The Consolidated Shares will trade from this morning under the following ISIN,
CUSIP and SEDOL codes:
ISIN: CA8428133059
CUSIP: 842813305
SEDOL: BNYL355
Update on Recent Equity Offering
As previously announced by the Company on November 24, 2021, Southern recently
completed an equity financing raising combined gross proceeds of US$10.1
million. Both the prospectus offering that took place in Canada (the "Canadian
Offering"), and the private placement that took place in the U.K. (the "UK
Placing") involved the assistance of agents. The aggregate compensation paid
to agents in connection with the Canadian Offering and the UK Placing was
equal to C$324,504.00 and £106,532.35, respectively.

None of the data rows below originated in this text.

use crate as pallet_arbitration;
use frame_support::{
	derive_impl, parameter_types,
	traits::{ConstU32, ConstU64, ConstU8},
	PalletId,
};
use sp_runtime::BuildStorage;

pub type AccountId = u64;
pub type Balance = u64;

// Test configuration constants
pub const INITIAL_BALANCE: Balance = 10_000_000;
pub const MIN_STAKE: Balance = 1_000;
pub const MAX_STAKE: Balance = 1_000_000;
pub const FILING_FEE: Balance = 100;
pub const MAX_REFUND: Balance = 100_000;
pub const VOTING_PERIOD: u64 = 144;
pub const QUORUM: u32 = 3;
pub const MAX_VOTES: u32 = 16;

// Test accounts. Accounts 1 to 10 are endowed at genesis.
pub const USER: AccountId = 1;
pub const NODE: AccountId = 2;
pub const ARB_1: AccountId = 3;
pub const ARB_2: AccountId = 4;
pub const ARB_3: AccountId = 5;
pub const ARB_4: AccountId = 6;
pub const OUTSIDER: AccountId = 10;
/// Never endowed.
pub const PAUPER: AccountId = 99;

type Block = frame_system::mocking::MockBlock<Test>;

// Configure a mock runtime to test the pallet.
frame_support::construct_runtime!(
	pub enum Test {
		System: frame_system,
		Balances: pallet_balances,
		NodePenalties: pallet_node_penalties,
		Arbitration: pallet_arbitration,
	}
);

#[derive_impl(frame_system::config_preludes::TestDefaultConfig)]
impl frame_system::Config for Test {
	type Block = Block;
	type AccountData = pallet_balances::AccountData<Balance>;
}

parameter_types! {
	pub const ExistentialDeposit: Balance = 1;
}

#[derive_impl(pallet_balances::config_preludes::TestDefaultConfig)]
impl pallet_balances::Config for Test {
	type Balance = Balance;
	type AccountStore = System;
	type ExistentialDeposit = ExistentialDeposit;
}

impl pallet_node_penalties::Config for Test {
	type RuntimeEvent = RuntimeEvent;
	type PenaltyReputationLoss = ConstU8<10>;
	type RewardReputationGain = ConstU8<5>;
}

parameter_types! {
	pub const ArbitrationPalletId: PalletId = PalletId(*b"py/arbit");
}

impl pallet_arbitration::Config for Test {
	type RuntimeEvent = RuntimeEvent;
	type Currency = Balances;
	type NodePenalties = NodePenalties;
	type PalletId = ArbitrationPalletId;
	type MinArbitratorStake = ConstU64<MIN_STAKE>;
	type MaxArbitratorStake = ConstU64<MAX_STAKE>;
	type FilingFee = ConstU64<FILING_FEE>;
	type MaxRefundAmount = ConstU64<MAX_REFUND>;
	type VotingPeriod = ConstU64<VOTING_PERIOD>;
	type QuorumThreshold = ConstU32<QUORUM>;
	type MinDescriptionLength = ConstU32<10>;
	type MaxDescriptionLength = ConstU32<256>;
	type MaxHashLength = ConstU32<64>;
	type MaxVotesPerDispute = ConstU32<MAX_VOTES>;
	type ArbitratorReputationReward = ConstU8<5>;
	type ArbitratorReputationPenalty = ConstU8<10>;
	type WeightInfo = ();
}

pub fn custody() -> AccountId {
	Arbitration::custody_account()
}

// Build genesis storage according to the mock runtime.
pub fn new_test_ext() -> sp_io::TestExternalities {
	let mut t = frame_system::GenesisConfig::<Test>::default().build_storage().unwrap();

	pallet_balances::GenesisConfig::<Test> {
		balances: (1..=10).map(|who| (who, INITIAL_BALANCE)).collect(),
	}
	.assimilate_storage(&mut t)
	.unwrap();

	let mut ext = sp_io::TestExternalities::new(t);
	ext.execute_with(|| System::set_block_number(1));
	ext
}
#![cfg_attr(rustfmt, rustfmt_skip)]
#![allow(unused_parens)]
#![allow(unused_imports)]

use frame_support::{traits::Get, weights::{Weight, constants::RocksDbWeight}};
use sp_std::marker::PhantomData;

/// Weight functions needed for pallet_arbitration.
pub trait WeightInfo {
    fn register_arbitrator() -> Weight;
    fn top_up_stake() -> Weight;
    fn withdraw_arbitrator() -> Weight;
    fn file_dispute() -> Weight;
    fn cancel_dispute() -> Weight;
    fn cast_vote() -> Weight;
    fn resolve_dispute(v: u32) -> Weight;
}

/// Default weights for pallet_arbitration
pub struct SubstrateWeight<T>(PhantomData<T>);
impl<T: frame_system::Config> WeightInfo for SubstrateWeight<T> {
    // Arbitrators, ArbitratorCount, caller and custody accounts.
    fn register_arbitrator() -> Weight {
        Weight::from_parts(35_000, 0)
            .saturating_add(T::DbWeight::get().reads(4))
            .saturating_add(T::DbWeight::get().writes(4))
    }

    fn top_up_stake() -> Weight {
        Weight::from_parts(30_000, 0)
            .saturating_add(T::DbWeight::get().reads(3))
            .saturating_add(T::DbWeight::get().writes(3))
    }

    fn withdraw_arbitrator() -> Weight {
        Weight::from_parts(30_000, 0)
            .saturating_add(T::DbWeight::get().reads(3))
            .saturating_add(T::DbWeight::get().writes(3))
    }

    // LastDisputeId, NodeRecords, caller and custody accounts.
    fn file_dispute() -> Weight {
        Weight::from_parts(45_000, 0)
            .saturating_add(T::DbWeight::get().reads(4))
            .saturating_add(T::DbWeight::get().writes(5))
    }

    fn cancel_dispute() -> Weight {
        Weight::from_parts(35_000, 0)
            .saturating_add(T::DbWeight::get().reads(4))
            .saturating_add(T::DbWeight::get().writes(4))
    }

    // Disputes, Arbitrators, Votes.
    fn cast_vote() -> Weight {
        Weight::from_parts(25_000, 0)
            .saturating_add(T::DbWeight::get().reads(3))
            .saturating_add(T::DbWeight::get().writes(3))
    }

    // One vote and one arbitrator record per voter.
    fn resolve_dispute(v: u32) -> Weight {
        Weight::from_parts(50_000, 0)
            .saturating_add(Weight::from_parts(8_000, 0).saturating_mul(v as u64))
            .saturating_add(T::DbWeight::get().reads(4))
            .saturating_add(T::DbWeight::get().reads((2_u64).saturating_mul(v as u64)))
            .saturating_add(T::DbWeight::get().writes(4))
            .saturating_add(T::DbWeight::get().writes((1_u64).saturating_mul(v as u64)))
    }
}

impl WeightInfo for () {
    fn register_arbitrator() -> Weight {
        Weight::from_parts(35_000, 0)
    }

    fn top_up_stake() -> Weight {
        Weight::from_parts(30_000, 0)
    }

    fn withdraw_arbitrator() -> Weight {
        Weight::from_parts(30_000, 0)
    }

    fn file_dispute() -> Weight {
        Weight::from_parts(45_000, 0)
    }

    fn cancel_dispute() -> Weight {
        Weight::from_parts(35_000, 0)
    }

    fn cast_vote() -> Weight {
        Weight::from_parts(25_000, 0)
    }

    fn resolve_dispute(v: u32) -> Weight {
        Weight::from_parts(50_000, 0)
            .saturating_add(Weight::from_parts(8_000, 0).saturating_mul(v as u64))
    }
}
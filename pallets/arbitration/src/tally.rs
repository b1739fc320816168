use super::*;
use frame_support::{ensure, pallet_prelude::DispatchResult, traits::Get};
use sp_runtime::{
	traits::{CheckedAdd, Saturating, Zero},
	ArithmeticError,
};

impl<T: Config> Pallet<T> {
	pub fn vote(id: DisputeId, who: &T::AccountId) -> Option<VoteRecordOf<T>> {
		Votes::<T>::get(id, who)
	}

	pub(crate) fn do_cast_vote(
		who: T::AccountId,
		id: DisputeId,
		choice: u8,
		stake: BalanceOf<T>,
	) -> DispatchResult {
		let mut dispute = Disputes::<T>::get(id).ok_or(Error::<T>::NotFound)?;
		ensure!(Self::accepts_votes(&dispute), Error::<T>::VotingEnded);
		let arbitrator = Arbitrators::<T>::get(&who)
			.filter(|arbitrator| arbitrator.is_active)
			.ok_or(Error::<T>::Unauthorized)?;
		let choice = VoteChoice::try_from(choice).map_err(|_| Error::<T>::InvalidVote)?;
		ensure!(!stake.is_zero() && stake <= arbitrator.stake, Error::<T>::InsufficientStake);
		ensure!(!Votes::<T>::contains_key(id, &who), Error::<T>::InvalidVote);
		ensure!(!dispute.is_party(&who), Error::<T>::Unauthorized);
		ensure!(
			dispute.total_votes() < T::MaxVotesPerDispute::get(),
			Error::<T>::TooManyVotes
		);

		match choice {
			VoteChoice::ForUser => {
				dispute.stake_for_user =
					dispute.stake_for_user.checked_add(&stake).ok_or(ArithmeticError::Overflow)?;
				dispute.votes_for_user = dispute.votes_for_user.saturating_add(1);
			},
			VoteChoice::ForNode => {
				dispute.stake_for_node =
					dispute.stake_for_node.checked_add(&stake).ok_or(ArithmeticError::Overflow)?;
				dispute.votes_for_node = dispute.votes_for_node.saturating_add(1);
			},
		}

		let cast_at = frame_system::Pallet::<T>::block_number();
		Votes::<T>::insert(id, &who, VoteRecord { choice, stake, cast_at });
		Disputes::<T>::insert(id, dispute);
		Self::record_vote_cast(&who);

		log::debug!(target: LOG_TARGET, "{:?} voted {:?} on dispute {} with {:?}", who, choice, id, stake);
		Self::deposit_event(Event::VoteCast { id, arbitrator: who, choice, stake });
		Ok(())
	}

	pub(crate) fn do_resolve(id: DisputeId) -> DispatchResult {
		let mut dispute = Disputes::<T>::get(id).ok_or(Error::<T>::NotFound)?;
		ensure!(dispute.status.is_pending(), Error::<T>::AlreadyResolved);
		ensure!(
			frame_system::Pallet::<T>::block_number() > dispute.voting_end,
			Error::<T>::VotingEnded
		);
		ensure!(
			dispute.total_votes() >= T::QuorumThreshold::get(),
			Error::<T>::InvalidDispute
		);

		let winner = dispute.winning_side();
		// The refund is the only fallible step, so it goes before any write.
		match winner {
			VoteChoice::ForUser => {
				Self::transfer_from_custody(&dispute.complainant, dispute.refund_amount)?;
				T::NodePenalties::penalize(&dispute.accused_node);
			},
			VoteChoice::ForNode => T::NodePenalties::reward(&dispute.accused_node),
		}
		T::NodePenalties::on_dispute_closed(&dispute.accused_node);

		dispute.status = winner.outcome();
		let (stake_for_user, stake_for_node) = (dispute.stake_for_user, dispute.stake_for_node);
		Disputes::<T>::insert(id, dispute);

		let (rewarded, penalized) = Self::reconcile_arbitrators(id, winner);

		log::info!(
			target: LOG_TARGET,
			"dispute {} resolved {:?}, {:?} for user against {:?} for node",
			id,
			winner.outcome(),
			stake_for_user,
			stake_for_node
		);
		Self::deposit_event(Event::DisputeResolved {
			id,
			status: winner.outcome(),
			stake_for_user,
			stake_for_node,
		});
		Self::deposit_event(Event::ArbitratorsReconciled { id, rewarded, penalized });
		Ok(())
	}

	/// Returns how many voters sided with and against the outcome.
	fn reconcile_arbitrators(id: DisputeId, winner: VoteChoice) -> (u32, u32) {
		let mut rewarded = 0u32;
		let mut penalized = 0u32;
		for (arbitrator, vote) in Votes::<T>::iter_prefix(id) {
			let correct = vote.choice == winner;
			Self::record_vote_outcome(&arbitrator, correct);
			if correct {
				rewarded.saturating_inc();
			} else {
				penalized.saturating_inc();
			}
		}
		(rewarded, penalized)
	}
}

Due to the participation of certain directors, officers and other insiders of
Southern, who are related parties of the Company pursuant to Multilateral
Instrument 61-101 - Protection of Minority Security Holders in Special
Transactions ("MI 61-101"), the UK Placing constitutes a "related party
transaction" within the meaning of MI 61-101. However, Southern has determined
that the UK Placing is exempt from the formal valuation and minority approval
requirements of MI 61-101 on the basis that the fair market value of the UK
Placing to related parties did not exceed 25% of the market capitalization for
the Company, in accordance with Sections 5.5 and 5.7 of MI 61-101.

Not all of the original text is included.